The CDC released the numbers onfirming that 172 of the 175 U.S. cases this year involved patients who were infected overseas or caught the disease from someone who had traveled internationally, with 20 cases requiring hospitalization, according to the CDC’s director, Thomas Frieden.
Frieden confirmed that of the cases in the U.S. this year, more than 98 percent of the patients were unvaccinated. “This isn’t the failure of a vaccine; it’s the failure to vaccinate,” he said.
Many parents are reluctant to have their children vaccinated after reports that the MMR vaccination was a cause for autism in children.
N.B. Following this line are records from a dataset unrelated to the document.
mod auth;
mod error;
mod operations;
mod roles;
mod users;

use axum::Router;
use std::sync::Arc;

use crate::db::Database;
use crate::jwt::JwtConfig;
use crate::service::AuthService;

pub use error::ApiError;

/// Create the API router.
pub fn create_api_router(
    db: Database,
    jwt: Arc<JwtConfig>,
    service: AuthService,
    secure_cookies: bool,
    refresh_token_days: i64,
) -> Router {
    let auth_state = auth::AuthApiState {
        service: service.clone(),
        jwt: jwt.clone(),
        secure_cookies,
        refresh_token_days,
    };

    let users_state = users::UsersState {
        db: db.clone(),
        service,
        jwt: jwt.clone(),
        secure_cookies,
    };

    let roles_state = roles::RolesState {
        db: db.clone(),
        jwt: jwt.clone(),
        secure_cookies,
    };

    let operations_state = operations::OperationsState {
        db,
        jwt,
        secure_cookies,
    };

    Router::new()
        .nest("/auth", auth::router(auth_state))
        .nest("/users", users::router(users_state))
        .nest("/roles", roles::router(roles_state))
        .nest("/operations", operations::router(operations_state))
}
However, in 2011, pbs.org, released an article stating that the study that linked the vaccine and autism was “fraudulent” and that the doctor behind the study, Andrew Wakefield, had his medical license revoked following the release of the study on 22 children.
The states with the largest number of outbreaks have been Texas, North Carolina and New York.
Earlier this year, the CDC linked 58 of the measles cases in Brooklyn, N.Y., to an unvaccinated 17-year-old who had traveled to London and 23 cases in North Carolina were tied to an unvaccinated resident who contracted the disease while on a three-month family trip to India.
This rise in measle cases comes 50 years after the approval of an extremely effective vaccine against measles, one of the world’s most contagious diseases. The virus still poses a threat to domestic and global health security.